Chaos has ridden the city of Cairo, Egypt since Jan. 25 and is not showing any signs of slowing down. Tens of thousands of people have taken to the streets to protest the reign of President Hosni Mubarak, who has led the country for over 30 years.
Mostly citizens in their 20’s and 30’s, these protestors have only known Mubarak as their leader. With the unemployment rate climbing and poverty running rampant, the citizens of Egypt are making their concerns known.
In light of the catastrophic events occurring in Egypt, Anneka Preston’s visit to FAMU could not have come at a better time. Serving as an admissions counselor to the University of Cairo, she has an inside look at the happenings in Egypt.
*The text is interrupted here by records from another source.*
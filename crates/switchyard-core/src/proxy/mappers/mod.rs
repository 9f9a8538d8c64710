//! Protocol adapters.
//!
//! One adapter per provider family translates canonical requests into the
//! provider's wire JSON and maps responses, stream frames and error bodies
//! back. Adapters are pure: they never perform I/O.

mod anthropic;
mod gemini;
mod openai;

#[cfg(test)]
mod tests;

use dashmap::DashMap;
use reqwest::header::{HeaderMap, HeaderName, HeaderValue};
use serde_json::Value;
use std::sync::Arc;
use switchyard_types::models::Credential;
use switchyard_types::{ErrorKind, GatewayError, ProviderFamily, ProxyRequest, ProxyResponse, ProxyResponseChunk};

use super::common::SseEvent;

pub use anthropic::AnthropicAdapter;
pub use gemini::GeminiAdapter;
pub use openai::OpenAiAdapter;

/// Attribution stamped onto every translated response and chunk.
#[derive(Debug, Clone, PartialEq, Eq)]
pub struct Origin {
    pub provider: String,
    pub channel_id: String,
}

pub trait ProtocolAdapter: Send + Sync {
    fn family(&self) -> ProviderFamily;

    /// Full URL for the call. `base_url` has no trailing slash.
    fn endpoint_url(&self, base_url: &str, request: &ProxyRequest) -> String;

    fn auth_headers(&self, credential: &Credential) -> Result<HeaderMap, GatewayError>;

    fn translate_request(&self, request: &ProxyRequest) -> Result<Value, GatewayError>;

    fn translate_response(&self, body: &Value, origin: &Origin) -> Result<ProxyResponse, GatewayError>;

    /// `Ok(None)` for control frames that carry nothing for the caller.
    fn translate_stream_chunk(
        &self,
        event: &SseEvent,
        origin: &Origin,
    ) -> Result<Option<ProxyResponseChunk>, GatewayError>;

    /// Classify an upstream answer as a failure. Also catches providers that
    /// report errors inside a 2xx body.
    fn is_error_response(&self, status: u16, body: &str) -> Option<ErrorKind>;

    fn is_stream_terminal(&self, event: &SseEvent) -> bool {
        event.data.trim() == "[DONE]"
    }

    /// Whether a stream must end with a terminal event; without one the
    /// response was cut off.
    fn requires_terminal(&self) -> bool {
        true
    }
}

/// Adapter for a provider family.
pub fn adapter_for(family: ProviderFamily) -> Arc<dyn ProtocolAdapter> {
    match family {
        ProviderFamily::OpenAI => Arc::new(OpenAiAdapter::openai()),
        ProviderFamily::DeepSeek => Arc::new(OpenAiAdapter::deepseek()),
        ProviderFamily::Anthropic => Arc::new(AnthropicAdapter),
        ProviderFamily::Gemini => Arc::new(GeminiAdapter),
    }
}

/// Provider-id → adapter lookup.
#[derive(Default)]
pub struct AdapterSet {
    adapters: DashMap<String, Arc<dyn ProtocolAdapter>>,
}

impl AdapterSet {
    pub fn new() -> Self {
        Self::default()
    }

    pub fn insert(&self, provider_id: &str, adapter: Arc<dyn ProtocolAdapter>) {
        self.adapters.insert(provider_id.to_string(), adapter);
    }

    pub fn get(&self, provider_id: &str) -> Option<Arc<dyn ProtocolAdapter>> {
        self.adapters.get(provider_id).map(|a| Arc::clone(a.value()))
    }

    pub fn remove(&self, provider_id: &str) {
        self.adapters.remove(provider_id);
    }
}

// ============================================================================
// Shared helpers
// ============================================================================

pub(crate) fn header(name: &'static str, value: &str) -> Result<(HeaderName, HeaderValue), GatewayError> {
    let value = HeaderValue::from_str(value).map_err(|_| {
        GatewayError::new(ErrorKind::InvalidCredential, "Credential contains invalid header characters")
    })?;
    Ok((HeaderName::from_static(name), value))
}

pub(crate) fn parse_event_json(event: &SseEvent) -> Result<Value, GatewayError> {
    serde_json::from_str(&event.data)
        .map_err(|e| GatewayError::translation(format!("Malformed stream frame: {}", e)))
}

pub(crate) fn json_u64(value: &Value, key: &str) -> u64 {
    value.get(key).and_then(Value::as_u64).unwrap_or(0)
}

/// Status classification shared by all families; adapters refine it.
pub(crate) fn classify_status(status: u16, body: &str) -> Option<ErrorKind> {
    let kind = ErrorKind::from_status_code(status)?;
    if kind == ErrorKind::UpstreamClientError
        && (body.contains("API_KEY_INVALID") || body.contains("invalid_api_key"))
    {
        return Some(ErrorKind::InvalidCredential);
    }
    Some(kind)
}

/// Chars/4 estimate used when a provider reports no usage.
pub fn estimate_tokens(text: &str) -> u64 {
    (text.chars().count() as u64).div_ceil(4)
}

pub fn estimate_prompt_tokens(request: &ProxyRequest) -> u64 {
    request.messages.iter().map(|m| estimate_tokens(&m.content)).sum()
}
//! Tenant-owned channel records.

use serde::{Deserialize, Serialize};
use std::fmt;
use validator::Validate;

/// Administrative lifecycle of a channel.
#[derive(Debug, Clone, Copy, PartialEq, Eq, Default, Serialize, Deserialize)]
#[serde(rename_all = "snake_case")]
pub enum ChannelStatus {
    #[default]
    Active,
    Disabled,
}

impl fmt::Display for ChannelStatus {
    fn fmt(&self, f: &mut fmt::Formatter<'_>) -> fmt::Result {
        match self {
            ChannelStatus::Active => write!(f, "active"),
            ChannelStatus::Disabled => write!(f, "disabled"),
        }
    }
}

/// Upstream credential material.
///
/// `Debug` is redacted; logs use `switchyard_core::proxy::registry::fingerprint`.
#[derive(Clone, PartialEq, Eq, Serialize, Deserialize)]
#[serde(transparent)]
pub struct Credential(String);

impl Credential {
    pub fn new(secret: impl Into<String>) -> Self {
        Self(secret.into())
    }

    pub fn expose(&self) -> &str {
        &self.0
    }

    pub fn is_empty(&self) -> bool {
        self.0.trim().is_empty()
    }
}

impl fmt::Debug for Credential {
    fn fmt(&self, f: &mut fmt::Formatter<'_>) -> fmt::Result {
        f.write_str("Credential(***)")
    }
}

/// One tenant's credential bound to one upstream provider.
#[derive(Debug, Clone, PartialEq, Eq, Serialize, Deserialize, Validate)]
pub struct Channel {
    #[validate(length(min = 1))]
    pub id: String,
    #[validate(length(min = 1))]
    pub tenant_id: String,
    #[validate(length(min = 1))]
    pub provider_id: String,
    pub credential: Credential,
    /// Replaces the provider base URL when set
    #[serde(default)]
    pub endpoint: Option<String>,
    /// Supported-model subset; empty means every model of the provider
    #[serde(default)]
    pub models: Vec<String>,
    /// Relative capacity for weighted selection
    #[serde(default = "default_weight")]
    pub weight: u32,
    /// Higher tier is preferred
    #[serde(default)]
    pub priority: i32,
    /// Dispatches allowed per rolling minute
    #[serde(default)]
    #[validate(range(min = 1))]
    pub rate_limit_per_minute: Option<u32>,
    #[serde(default)]
    pub status: ChannelStatus,
}

fn default_weight() -> u32 {
    1
}

impl Channel {
    pub fn is_active(&self) -> bool {
        self.status == ChannelStatus::Active
    }

    /// True when the channel configuration names the model explicitly.
    pub fn lists_model(&self, model: &str) -> bool {
        self.models.iter().any(|m| m == model)
    }
}
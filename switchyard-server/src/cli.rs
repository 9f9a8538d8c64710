use clap::Parser;
use std::path::PathBuf;

#[derive(Parser)]
#[command(
    name = "switchyard",
    about = "Switchyard - Multi-tenant LLM Gateway",
    version = env!("CARGO_PKG_VERSION"),
    author
)]
pub struct Cli {
    /// Gateway configuration file (JSON)
    #[arg(short, long, env = "SWITCHYARD_CONFIG", default_value = "switchyard.json")]
    pub config: PathBuf,

    /// Bind address; overrides the configuration file
    #[arg(long)]
    pub host: Option<String>,

    #[arg(short, long)]
    pub port: Option<u16>,

    /// Default `tracing` filter when `RUST_LOG` is unset
    #[arg(short, long)]
    pub log_level: Option<String>,
}
use super::*;
use std::collections::BTreeSet;
use std::time::Duration;
use switchyard_types::models::{ChannelStatus, UpstreamConfig};
use switchyard_types::{ChatMessage, Channel, Credential, ErrorKind, Provider, ProviderFamily, ProxyRequest};
use wiremock::matchers::{header, method, path};
use wiremock::{Mock, MockServer, ResponseTemplate};

use crate::proxy::mappers::OpenAiAdapter;

fn provider(base_url: &str) -> Provider {
    Provider {
        id: "openai".into(),
        name: "OpenAI".into(),
        family: ProviderFamily::OpenAI,
        base_url: base_url.into(),
        models: BTreeSet::from(["m1".to_string()]),
    }
}

fn channel() -> Channel {
    Channel {
        id: "c1".into(),
        tenant_id: "t1".into(),
        provider_id: "openai".into(),
        credential: Credential::new("sk-test"),
        endpoint: None,
        models: vec![],
        weight: 1,
        priority: 0,
        rate_limit_per_minute: None,
        status: ChannelStatus::Active,
    }
}

fn request() -> ProxyRequest {
    ProxyRequest::new("m1", vec![ChatMessage::user("hi")])
}

#[test]
fn test_endpoint_override() {
    let mut ch = channel();
    let p = provider("https://api.example.com/v1/");
    assert_eq!(resolve_base_url(&p, &ch), "https://api.example.com/v1");

    ch.endpoint = Some("https://proxy.example.com/v1".into());
    assert_eq!(resolve_base_url(&p, &ch), "https://proxy.example.com/v1");

    ch.endpoint = Some("not a url".into());
    assert_eq!(resolve_base_url(&p, &ch), "https://api.example.com/v1");
}

#[tokio::test]
async fn test_execute_success() {
    let server = MockServer::start().await;
    Mock::given(method("POST"))
        .and(path("/chat/completions"))
        .and(header("authorization", "Bearer sk-test"))
        .respond_with(ResponseTemplate::new(200).set_body_json(serde_json::json!({
            "choices": [{"message": {"content": "pong"}, "finish_reason": "stop"}],
            "usage": {"prompt_tokens": 1, "completion_tokens": 1, "total_tokens": 2}
        })))
        .mount(&server)
        .await;

    let client = UpstreamClient::new(UpstreamConfig::default()).unwrap();
    let resp = client
        .execute(&OpenAiAdapter::openai(), &provider(&server.uri()), &channel(), &request(), Duration::from_secs(5))
        .await
        .unwrap();
    assert_eq!(resp.content, "pong");
    assert_eq!(resp.channel_id, "c1");
}

#[tokio::test]
async fn test_execute_classifies_and_sanitizes() {
    let server = MockServer::start().await;
    Mock::given(method("POST"))
        .respond_with(
            ResponseTemplate::new(401).set_body_string("Incorrect API key provided: sk-test for org-secret"),
        )
        .mount(&server)
        .await;

    let client = UpstreamClient::new(UpstreamConfig::default()).unwrap();
    let err = client
        .execute(&OpenAiAdapter::openai(), &provider(&server.uri()), &channel(), &request(), Duration::from_secs(5))
        .await
        .unwrap_err();
    assert_eq!(err.kind, ErrorKind::InvalidCredential);
    assert!(!err.message.contains("org-secret"));
}

#[tokio::test]
async fn test_execute_timeout() {
    let server = MockServer::start().await;
    Mock::given(method("POST"))
        .respond_with(ResponseTemplate::new(200).set_delay(Duration::from_millis(500)))
        .mount(&server)
        .await;

    let client = UpstreamClient::new(UpstreamConfig::default()).unwrap();
    let err = client
        .execute(&OpenAiAdapter::openai(), &provider(&server.uri()), &channel(), &request(), Duration::from_millis(50))
        .await
        .unwrap_err();
    assert_eq!(err.kind, ErrorKind::UpstreamTimeout);
}

#[tokio::test]
async fn test_connection_refused_is_unavailable() {
    let port = {
        let listener = std::net::TcpListener::bind("127.0.0.1:0").unwrap();
        listener.local_addr().unwrap().port()
    };
    let base = format!("http://127.0.0.1:{}", port);
    let client = UpstreamClient::new(UpstreamConfig::default()).unwrap();
    let err = client
        .execute(&OpenAiAdapter::openai(), &provider(&base), &channel(), &request(), Duration::from_secs(5))
        .await
        .unwrap_err();
    assert_eq!(err.kind, ErrorKind::UpstreamUnavailable);
}

#[tokio::test]
async fn test_malformed_body_is_translation_error() {
    let server = MockServer::start().await;
    Mock::given(method("POST"))
        .respond_with(ResponseTemplate::new(200).set_body_string("<html>oops</html>"))
        .mount(&server)
        .await;

    let client = UpstreamClient::new(UpstreamConfig::default()).unwrap();
    let err = client
        .execute(&OpenAiAdapter::openai(), &provider(&server.uri()), &channel(), &request(), Duration::from_secs(5))
        .await
        .unwrap_err();
    assert_eq!(err.kind, ErrorKind::TranslationError);
}
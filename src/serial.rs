// This Source Code Form is subject to the terms of the Mozilla Public
// License, v. 2.0. If a copy of the MPL was not distributed with this
// file, You can obtain one at https://mozilla.org/MPL/2.0/.

//! Byte-oriented serial channel, as consumed by the transfer receiver and the
//! boot console.

/// A blocking serial channel with a read timeout.
///
/// Both directions retry internally on transient hardware conditions; a short
/// `read` means the channel's read timeout expired before `buf` was filled.
pub trait Serial {
    /// Whether the channel has been configured and can carry traffic.
    fn is_configured(&self) -> bool {
        true
    }

    /// Reads up to `buf.len()` bytes, returning how many arrived before the
    /// read timeout. Zero means nothing arrived at all.
    fn read(&mut self, buf: &mut [u8]) -> usize;

    /// Writes `buf`, returning the number of bytes accepted.
    fn write(&mut self, buf: &[u8]) -> usize;
}

impl<S: Serial + ?Sized> Serial for &mut S {
    fn is_configured(&self) -> bool {
        (**self).is_configured()
    }

    fn read(&mut self, buf: &mut [u8]) -> usize {
        (**self).read(buf)
    }

    fn write(&mut self, buf: &[u8]) -> usize {
        (**self).write(buf)
    }
}

/// Formats text onto a serial channel, turning `\n` into `\r\n` for
/// terminals.
pub struct Writer<S>(pub S);

impl<S: Serial> core::fmt::Write for Writer<S> {
    fn write_str(&mut self, s: &str) -> core::fmt::Result {
        for (i, line) in s.split('\n').enumerate() {
            if i > 0 {
                self.0.write(b"\r\n");
            }
            self.0.write(line.as_bytes());
        }
        Ok(())
    }
}

#[cfg(test)]
mod tests {
    use super::*;
    use core::fmt::Write;

    struct Capture(Vec<u8>);

    impl Serial for Capture {
        fn read(&mut self, _buf: &mut [u8]) -> usize {
            0
        }

        fn write(&mut self, buf: &[u8]) -> usize {
            self.0.extend_from_slice(buf);
            buf.len()
        }
    }

    #[test]
    fn newlines_get_carriage_returns() {
        let mut out = Capture(Vec::new());
        write!(Writer(&mut out), "Tick...\nTock!\n").unwrap();
        assert_eq!(out.0, b"Tick...\r\nTock!\r\n");
    }
}
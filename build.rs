use std::path::PathBuf;

fn main() {
    let mut target_board: Option<String> = None;

    for (name, _) in std::env::vars() {
        let prefix = "CARGO_FEATURE_TARGET_BOARD_";
        if name.starts_with("CARGO_FEATURE_TARGET_BOARD_") {
            let suffix = name[prefix.len()..].to_string();
            if let Some(previous) = &target_board {
                panic!(
                    "multiple target board features defined (at least {} and {})",
                    show_feature(previous),
                    show_feature(&suffix)
                );
            }

            target_board = Some(suffix);
        }
    }

    if target_board.is_none() {
        panic!("missing target-board-* feature");
    }

    // Only the bare-metal firmware gets our linker script; host builds of the
    // library (tests, xtask) link normally.
    if std::env::var("CARGO_CFG_TARGET_OS").as_deref() == Ok("none") {
        let dir = PathBuf::from(std::env::var("CARGO_MANIFEST_DIR").unwrap());
        println!("cargo:rustc-link-search={}", dir.display());
        println!("cargo:rustc-link-arg-bins=-Tlink.x");
    }
    println!("cargo:rerun-if-changed=link.x");
    println!("cargo:rerun-if-changed=memory.x");
}

fn show_feature(envvar: &str) -> String {
    let mut name = "target-board-".to_string();
    name.push_str(&envvar.to_ascii_lowercase().replace('_', "-"));
    name
}
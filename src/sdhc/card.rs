// This Source Code Form is subject to the terms of the Mozilla Public
// License, v. 2.0. If a copy of the MPL was not distributed with this
// file, You can obtain one at https://mozilla.org/MPL/2.0/.

//! What the driver learns about a card while opening it.

use super::Instance;

#[derive(Copy, Clone, Debug, Eq, PartialEq)]
pub enum BusWidth {
    One = 1,
    Four = 4,
}

/// Properties derived from the CSD and SCR registers.
#[derive(Copy, Clone, Debug, Eq, PartialEq)]
pub struct CardInfo {
    /// Maximum transfer rate in bits per second.
    pub trans_speed: u32,
    /// Read block length in bytes.
    pub block_len: u32,
    /// Capacity in 512-byte blocks for CSD version 2 cards, in units of
    /// `block_len` otherwise.
    pub num_blocks: u32,
    /// Capacity in bytes.
    pub size: u64,
    pub bus_width: BusWidth,
    /// SD_SPEC field of the SCR.
    pub sd_version: u8,
}

impl CardInfo {
    /// `csd` and `scr` are as the controller presents them: the CSD with its
    /// least significant word first, the SCR most significant word first.
    pub fn parse(csd: &[u32; 4], scr: &[u32; 2]) -> Self {
        let block_len = 1 << ((csd[2] >> 16) & 0xF);
        let (num_blocks, size) = capacity(csd, block_len);
        let bus_width = if (scr[0] >> 16) & 0xF & 0x4 != 0 {
            BusWidth::Four
        } else {
            BusWidth::One
        };
        Self {
            trans_speed: trans_speed(csd),
            block_len,
            num_blocks,
            size,
            bus_width,
            sd_version: ((scr[0] >> 24) & 0xF) as u8,
        }
    }
}

/// Decodes TRAN_SPEED. Reserved time values read as zero.
fn trans_speed(csd: &[u32; 4]) -> u32 {
    const UNIT: [u32; 4] = [10_000, 100_000, 1_000_000, 10_000_000];
    // Tenths.
    const VALUE: [u32; 16] = [0, 10, 12, 13, 15, 20, 25, 30, 35, 40, 45, 50, 55, 60, 70, 80];

    let unit = (csd[3] & 0x7) as usize;
    let value = ((csd[3] >> 3) & 0xF) as usize;
    UNIT.get(unit).map_or(0, |u| u * VALUE[value])
}

fn capacity(csd: &[u32; 4], block_len: u32) -> (u32, u64) {
    if csd[3] >> 30 == 1 {
        let c_size = u64::from(((csd[2] & 0x3F) << 16) | (csd[1] >> 16));
        let size = (c_size + 1) * 512 * 1024;
        ((size / 512) as u32, size)
    } else {
        let c_size = ((csd[2] & 0x3FF) << 2) | (csd[1] >> 30);
        let mult = (csd[1] >> 15) & 0x7;
        let blocks = (c_size + 1) << (mult + 2);
        (blocks, u64::from(blocks) * u64::from(block_len))
    }
}

/// A card slot on one controller, and everything learned about the card in
/// it. Produced closed; `Sdhc::open` fills it in.
#[derive(Clone, Debug)]
pub struct Card {
    instance: Instance,
    rca: u32,
    cid: [u32; 4],
    csd: [u32; 4],
    scr: [u32; 2],
    info: Option<CardInfo>,
}

impl Card {
    pub const fn new(instance: Instance) -> Self {
        Self {
            instance,
            rca: 0,
            cid: [0; 4],
            csd: [0; 4],
            scr: [0; 2],
            info: None,
        }
    }

    pub fn instance(&self) -> Instance {
        self.instance
    }

    pub fn is_open(&self) -> bool {
        self.info.is_some()
    }

    /// Relative card address, already in the upper half-word where command
    /// arguments want it.
    pub fn rca(&self) -> u32 {
        self.rca
    }

    pub fn cid(&self) -> &[u32; 4] {
        &self.cid
    }

    pub fn csd(&self) -> &[u32; 4] {
        &self.csd
    }

    pub fn scr(&self) -> &[u32; 2] {
        &self.scr
    }

    pub fn info(&self) -> Option<&CardInfo> {
        self.info.as_ref()
    }

    pub(super) fn close(&mut self) {
        *self = Self::new(self.instance);
    }

    pub(super) fn fill(&mut self, rca: u32, cid: [u32; 4], csd: [u32; 4], scr: [u32; 2]) {
        self.rca = rca;
        self.cid = cid;
        self.csd = csd;
        self.scr = scr;
        self.info = Some(CardInfo::parse(&csd, &scr));
    }
}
“This is a really incredible testament to democracy,” said Preston, “because in Egypt there is no right to assemble and the freedom of speech is very much limited.” She stated that this seemed to be a “middle class protest” and that “they are coming from a place of privilege knowing that they have these rights are not being able to express them.”
Joseph Jones, the interim assistant vice president of the office of International Education and Development feels similarly about the events.
“The population of Cairo is so great and a large percentage of it is young people. They are educated. They go to school, get their degree and then what? That’s a large part of what is going on,” said Jones.
But others have quite opposing views to the demonstrations taking place. An Egyptian-American woman, referred to as G.W., sees things differently.
“This does not make any sense,” said G.W. “Yes there is the problem of unemployment in my country, but every country has that problem! Something deeper is going on.”
G.W. said that this sudden uproar in Egypt was not of the Egyptian people’s own doing. “It is said that outsiders are trying to take over our land and make the whole country Islamic. It’s a mystery.”
At the center of this mystery is the Muslim Brotherhood, an underground political party that has a strong following in Egypt. The organization of men is aiming to take Middle Eastern countries back to traditional Islamic values and reclaim their land from what they see as liberal, westernized ruling.
It is still early in the battle, but President Barack Obama is making his opinion on the matter known.
“He (President Mubarak) needs to listen to what is being voiced by the Egyptian people and make a judgment about a pathway forward that is orderly but that is meaningful and serious.”
G.W. does not see the president as the problem in her country at all.
“Would people be killing each other, stealing things, burning down buildings, over unemployment or over our president? I do not believe so. I just feel like the devil now lives there.”
Whether or not the protests are solely in retaliation to the living and freedom conditions in Egypt or the Muslim Brotherhood is attempting to overthrow the government is unknown.
“Time will tell,” said Preston. “No one knows the future of Egypt at this moment. All we can do is hope for the best.”